(The records Opens)

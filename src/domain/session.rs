//! Session metadata attached to every event.

use serde::{Deserialize, Serialize};

/// The analytics session an event was recorded in.
///
/// Timestamps are milliseconds since the Unix epoch. A session without a
/// stop timestamp is still open.
#[derive(Debug, Clone, PartialEq, Eq, Serialize, Deserialize)]
pub struct EventSession {
    /// Session identifier
    pub id: String,
    /// When the session started
    pub start_timestamp: u64,
    /// When the session stopped, if it has
    #[serde(default, skip_serializing_if = "Option::is_none")]
    pub stop_timestamp: Option<u64>,
}

impl EventSession {
    /// Create an open session.
    pub fn new(id: impl Into<String>, start_timestamp: u64) -> Self {
        Self {
            id: id.into(),
            start_timestamp,
            stop_timestamp: None,
        }
    }

    /// Mark the session as stopped.
    pub fn with_stop(mut self, stop_timestamp: u64) -> Self {
        self.stop_timestamp = Some(stop_timestamp);
        self
    }

    /// Session length in milliseconds, or `None` while the session is open.
    ///
    /// A stop timestamp earlier than the start yields zero.
    pub fn duration(&self) -> Option<u64> {
        self.stop_timestamp
            .map(|stop| stop.saturating_sub(self.start_timestamp))
    }
}

#[cfg(test)]
mod tests {
    use super::*;

    #[test]
    fn test_open_session_has_no_duration() {
        let session = EventSession::new("s-1", 1_000);
        assert_eq!(session.duration(), None);
    }

    #[test]
    fn test_stopped_session_duration() {
        let session = EventSession::new("s-1", 1_000).with_stop(4_500);
        assert_eq!(session.duration(), Some(3_500));
    }

    #[test]
    fn test_clock_skew_saturates() {
        let session = EventSession::new("s-1", 5_000).with_stop(4_000);
        assert_eq!(session.duration(), Some(0));
    }
}
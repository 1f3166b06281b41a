//! Outcome of a guarded write.

/// What happened to an attribute or metric handed to the guard.
///
/// Every variant other than `Added` leaves the event unchanged. None of them
/// is an error from the caller's point of view.
#[derive(Debug, Clone, Copy, PartialEq, Eq)]
pub enum AddOutcome {
    /// The entry was stored
    Added {
        /// Whether the key or value was clipped before storing
        truncated: bool,
    },
    /// Key or value was missing
    InvalidInput,
    /// An entry already exists under this key; first writer wins
    Duplicate,
    /// The event already holds its maximum number of entries
    CapacityExceeded,
    /// The underlying record failed; the failure was logged
    Failed,
}

impl AddOutcome {
    /// Check if the entry was stored.
    pub fn is_added(&self) -> bool {
        matches!(self, AddOutcome::Added { .. })
    }

    /// Check if the entry was stored after truncation.
    pub fn is_truncated(&self) -> bool {
        matches!(self, AddOutcome::Added { truncated: true })
    }

    /// Check if the write was dropped for any reason.
    pub fn is_dropped(&self) -> bool {
        !self.is_added()
    }
}
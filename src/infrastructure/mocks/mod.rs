//! Mock implementations for testing.
//!
//! This module provides test doubles for infrastructure adapters,
//! enabling controlled testing of guard behavior.

pub mod clock;
pub mod layer;
pub mod record;

pub use clock::MockClock;
pub use layer::{CapturedEvent, MockCaptureLayer};
pub use record::{Fault, FaultyRecord};
//! Per-event limits imposed by the analytics service.
//!
//! The service rejects events that carry too many entries or oversized
//! keys and values. These limits are enforced client-side before an event
//! is queued for upload.

use std::fmt;

/// Maximum length, in characters, of an attribute or metric key.
pub const MAX_EVENT_ATTRIBUTE_METRIC_KEY_LENGTH: usize = 40;

/// Maximum length, in characters, of an attribute value.
pub const MAX_EVENT_ATTRIBUTE_VALUE_LENGTH: usize = 200;

/// Default ceiling on the combined number of attributes and metrics per event.
pub const DEFAULT_MAX_ATTRIBUTES_AND_METRICS: usize = 50;

/// Error returned when building a guard with invalid limits.
#[derive(Debug, Clone, PartialEq, Eq)]
pub enum BuildError {
    /// Maximum key length must be greater than zero
    ZeroMaxKeyLength,
    /// Maximum value length must be greater than zero
    ZeroMaxValueLength,
}

impl fmt::Display for BuildError {
    fn fmt(&self, f: &mut fmt::Formatter<'_>) -> fmt::Result {
        match self {
            BuildError::ZeroMaxKeyLength => write!(f, "max_key_length must be greater than 0"),
            BuildError::ZeroMaxValueLength => {
                write!(f, "max_value_length must be greater than 0")
            }
        }
    }
}

impl std::error::Error for BuildError {}

/// Limits applied to a single event.
///
/// `max_entries` is one pool shared by attributes and metrics: an event
/// holding `max_entries` attributes cannot accept any metric.
#[derive(Debug, Clone, Copy, PartialEq, Eq)]
pub struct EventLimits {
    /// Ceiling on combined attribute + metric entries
    pub max_entries: usize,
    /// Maximum key length in characters
    pub max_key_length: usize,
    /// Maximum attribute value length in characters
    pub max_value_length: usize,
}

impl EventLimits {
    /// Create limits with the given entry ceiling and the default length limits.
    pub fn with_max_entries(max_entries: usize) -> Self {
        Self {
            max_entries,
            ..Self::default()
        }
    }

    /// Validate the limits.
    ///
    /// A `max_entries` of zero is accepted; such an event never accepts a write.
    pub fn validate(&self) -> Result<(), BuildError> {
        if self.max_key_length == 0 {
            return Err(BuildError::ZeroMaxKeyLength);
        }
        if self.max_value_length == 0 {
            return Err(BuildError::ZeroMaxValueLength);
        }
        Ok(())
    }
}

impl Default for EventLimits {
    fn default() -> Self {
        Self {
            max_entries: DEFAULT_MAX_ATTRIBUTES_AND_METRICS,
            max_key_length: MAX_EVENT_ATTRIBUTE_METRIC_KEY_LENGTH,
            max_value_length: MAX_EVENT_ATTRIBUTE_VALUE_LENGTH,
        }
    }
}

/// Clip `input` to at most `max_chars` characters.
///
/// Counts `char`s, never bytes, so a multi-byte scalar is never split.
/// Returns `None` when no truncation was needed.
pub fn truncate_chars(input: &str, max_chars: usize) -> Option<&str> {
    match input.char_indices().nth(max_chars) {
        Some((byte_idx, _)) => Some(&input[..byte_idx]),
        None => None,
    }
}
//! Ports (interfaces) for the application layer.
//!
//! In hexagonal architecture, ports define the interfaces that the application
//! layer needs. Infrastructure adapters implement these ports.

use crate::domain::session::EventSession;
use std::collections::HashMap;
use std::fmt::{self, Debug};

/// Error reported by an event record.
#[derive(Debug, Clone, PartialEq, Eq)]
pub enum RecordError {
    /// The record refused to store an entry
    Rejected {
        /// Key of the refused entry
        key: String,
        /// Why it was refused
        reason: String,
    },
    /// The record could not be serialized or deserialized
    Serialization(String),
}

impl fmt::Display for RecordError {
    fn fmt(&self, f: &mut fmt::Formatter<'_>) -> fmt::Result {
        match self {
            RecordError::Rejected { key, reason } => {
                write!(f, "record rejected entry '{}': {}", key, reason)
            }
            RecordError::Serialization(e) => write!(f, "serialization error: {}", e),
        }
    }
}

impl std::error::Error for RecordError {}

impl From<serde_json::Error> for RecordError {
    fn from(e: serde_json::Error) -> Self {
        RecordError::Serialization(e.to_string())
    }
}

/// Port for a mutable telemetry event.
///
/// The guard wraps any implementation of this trait and intercepts the two
/// mutating calls. Everything else is forwarded unchanged.
/// Infrastructure provides the concrete implementation (`AnalyticsEvent`).
pub trait EventRecord: Send + Debug {
    /// The event type identifier.
    fn event_type(&self) -> &str;

    /// Unique identifier of this event.
    fn event_id(&self) -> &str;

    /// When the event was recorded, in epoch milliseconds.
    fn timestamp(&self) -> u64;

    /// Client identifier, if known.
    fn unique_id(&self) -> Option<&str>;

    /// Session the event belongs to.
    fn session(&self) -> &EventSession;

    /// Look up an attribute value.
    fn attribute(&self, key: &str) -> Option<&str>;

    /// Check whether an attribute exists.
    fn has_attribute(&self, key: &str) -> bool {
        self.attribute(key).is_some()
    }

    /// Store an attribute, replacing any existing value.
    fn put_attribute(&mut self, key: String, value: String) -> Result<(), RecordError>;

    /// Look up a metric value.
    fn metric(&self, key: &str) -> Option<f64>;

    /// Check whether a metric exists.
    fn has_metric(&self, key: &str) -> bool {
        self.metric(key).is_some()
    }

    /// Store a metric, replacing any existing value.
    fn put_metric(&mut self, key: String, value: f64) -> Result<(), RecordError>;

    /// Copy of all attributes.
    fn all_attributes(&self) -> HashMap<String, String>;

    /// Copy of all metrics.
    fn all_metrics(&self) -> HashMap<String, f64>;

    /// Serialize the event for upload.
    fn to_json(&self) -> Result<String, RecordError>;
}

/// Port for obtaining the current wall-clock time.
///
/// Event timestamps are wall-clock milliseconds, so this is based on
/// `SystemTime` rather than `Instant`.
/// Infrastructure provides concrete implementations (SystemClock, MockClock).
pub trait Clock: Send + Sync + Debug {
    /// Milliseconds since the Unix epoch.
    fn now_millis(&self) -> u64;
}
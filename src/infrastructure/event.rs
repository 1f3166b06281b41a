//! Default event record.
//!
//! `AnalyticsEvent` is the record the SDK queues for upload. It stores
//! entries as given; limits are the job of the guard wrapping it.

use crate::application::ports::{Clock, EventRecord, RecordError};
use crate::domain::session::EventSession;
use crate::infrastructure::clock::SystemClock;

use serde::{Deserialize, Serialize};
use std::collections::HashMap;
use std::sync::Arc;
use uuid::Uuid;

/// SDK name stamped on events when none is given.
pub const DEFAULT_SDK_NAME: &str = "event-constraints";

/// SDK version stamped on events when none is given.
pub const DEFAULT_SDK_VERSION: &str = env!("CARGO_PKG_VERSION");

/// A telemetry event with string attributes and numeric metrics.
///
/// # Example
/// ```
/// use event_constraints::{AnalyticsEvent, EventRecord, EventSession};
///
/// let mut event = AnalyticsEvent::builder("level_complete")
///     .with_session(EventSession::new("session-1", 1_700_000_000_000))
///     .build();
/// event.put_metric("score".to_string(), 4200.0).unwrap();
///
/// let json = event.to_json().unwrap();
/// let restored = AnalyticsEvent::from_json(&json).unwrap();
/// assert_eq!(restored.metric("score"), Some(4200.0));
/// ```
#[derive(Debug, Clone, PartialEq, Serialize, Deserialize)]
pub struct AnalyticsEvent {
    event_id: String,
    event_type: String,
    timestamp: u64,
    #[serde(default, skip_serializing_if = "Option::is_none")]
    unique_id: Option<String>,
    sdk_name: String,
    sdk_version: String,
    session: EventSession,
    #[serde(default)]
    attributes: HashMap<String, String>,
    #[serde(default)]
    metrics: HashMap<String, f64>,
}

/// Builder for constructing an `AnalyticsEvent`.
#[derive(Debug)]
pub struct AnalyticsEventBuilder {
    event_type: String,
    session: Option<EventSession>,
    unique_id: Option<String>,
    sdk_name: String,
    sdk_version: String,
    clock: Arc<dyn Clock>,
}

impl AnalyticsEventBuilder {
    /// Attach the event to a session.
    ///
    /// Without one, the event gets a fresh session starting at its own timestamp.
    pub fn with_session(mut self, session: EventSession) -> Self {
        self.session = Some(session);
        self
    }

    /// Set the client identifier.
    pub fn with_unique_id(mut self, unique_id: impl Into<String>) -> Self {
        self.unique_id = Some(unique_id.into());
        self
    }

    /// Set the SDK name and version reported with the event.
    pub fn with_sdk(mut self, name: impl Into<String>, version: impl Into<String>) -> Self {
        self.sdk_name = name.into();
        self.sdk_version = version.into();
        self
    }

    /// Use a custom clock for the event timestamp.
    pub fn with_clock(mut self, clock: Arc<dyn Clock>) -> Self {
        self.clock = clock;
        self
    }

    /// Build the event, stamping it with a new id and the current time.
    pub fn build(self) -> AnalyticsEvent {
        let timestamp = self.clock.now_millis();
        let session = self
            .session
            .unwrap_or_else(|| EventSession::new(Uuid::new_v4().to_string(), timestamp));

        AnalyticsEvent {
            event_id: Uuid::new_v4().to_string(),
            event_type: self.event_type,
            timestamp,
            unique_id: self.unique_id,
            sdk_name: self.sdk_name,
            sdk_version: self.sdk_version,
            session,
            attributes: HashMap::new(),
            metrics: HashMap::new(),
        }
    }
}

impl AnalyticsEvent {
    /// Start building an event of the given type.
    pub fn builder(event_type: impl Into<String>) -> AnalyticsEventBuilder {
        AnalyticsEventBuilder {
            event_type: event_type.into(),
            session: None,
            unique_id: None,
            sdk_name: DEFAULT_SDK_NAME.to_string(),
            sdk_version: DEFAULT_SDK_VERSION.to_string(),
            clock: Arc::new(SystemClock::new()),
        }
    }

    /// Restore an event previously produced by [`EventRecord::to_json`].
    pub fn from_json(json: &str) -> Result<Self, RecordError> {
        Ok(serde_json::from_str(json)?)
    }

    /// Name of the SDK that recorded the event.
    pub fn sdk_name(&self) -> &str {
        &self.sdk_name
    }

    /// Version of the SDK that recorded the event.
    pub fn sdk_version(&self) -> &str {
        &self.sdk_version
    }
}

impl EventRecord for AnalyticsEvent {
    fn event_type(&self) -> &str {
        &self.event_type
    }

    fn event_id(&self) -> &str {
        &self.event_id
    }

    fn timestamp(&self) -> u64 {
        self.timestamp
    }

    fn unique_id(&self) -> Option<&str> {
        self.unique_id.as_deref()
    }

    fn session(&self) -> &EventSession {
        &self.session
    }

    fn attribute(&self, key: &str) -> Option<&str> {
        self.attributes.get(key).map(String::as_str)
    }

    fn has_attribute(&self, key: &str) -> bool {
        self.attributes.contains_key(key)
    }

    fn put_attribute(&mut self, key: String, value: String) -> Result<(), RecordError> {
        self.attributes.insert(key, value);
        Ok(())
    }

    fn metric(&self, key: &str) -> Option<f64> {
        self.metrics.get(key).copied()
    }

    fn has_metric(&self, key: &str) -> bool {
        self.metrics.contains_key(key)
    }

    fn put_metric(&mut self, key: String, value: f64) -> Result<(), RecordError> {
        self.metrics.insert(key, value);
        Ok(())
    }

    fn all_attributes(&self) -> HashMap<String, String> {
        self.attributes.clone()
    }

    fn all_metrics(&self) -> HashMap<String, f64> {
        self.metrics.clone()
    }

    fn to_json(&self) -> Result<String, RecordError> {
        Ok(serde_json::to_string(self)?)
    }
}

(The records Closes)

== Problem ==
Write down exactly the span of lines above from the one containing "None of them" to the one containing "of an attribute value.", both ends included.

== Exercise output ==
/// Every variant other than `Added` leaves the event unchanged. None of them
/// is an error from the caller's point of view.
#[derive(Debug, Clone, Copy, PartialEq, Eq)]
pub enum AddOutcome {
    /// The entry was stored
    Added {
        /// Whether the key or value was clipped before storing
        truncated: bool,
    },
    /// Key or value was missing
    InvalidInput,
    /// An entry already exists under this key; first writer wins
    Duplicate,
    /// The event already holds its maximum number of entries
    CapacityExceeded,
    /// The underlying record failed; the failure was logged
    Failed,
}

impl AddOutcome {
    /// Check if the entry was stored.
    pub fn is_added(&self) -> bool {
        matches!(self, AddOutcome::Added { .. })
    }

    /// Check if the entry was stored after truncation.
    pub fn is_truncated(&self) -> bool {
        matches!(self, AddOutcome::Added { truncated: true })
    }

    /// Check if the write was dropped for any reason.
    pub fn is_dropped(&self) -> bool {
        !self.is_added()
    }
}
filename src/infrastructure/mocks/mod.rs
//! Mock implementations for testing.
//!
//! This module provides test doubles for infrastructure adapters,
//! enabling controlled testing of guard behavior.

pub mod clock;
pub mod layer;
pub mod record;

pub use clock::MockClock;
pub use layer::{CapturedEvent, MockCaptureLayer};
pub use record::{Fault, FaultyRecord};
//! Per-event limits imposed by the analytics service.
//!
//! The service rejects events that carry too many entries or oversized
//! keys and values. These limits are enforced client-side before an event
//! is queued for upload.

use std::fmt;

/// Maximum length, in characters, of an attribute or metric key.
pub const MAX_EVENT_ATTRIBUTE_METRIC_KEY_LENGTH: usize = 40;

/// Maximum length, in characters, of an attribute value.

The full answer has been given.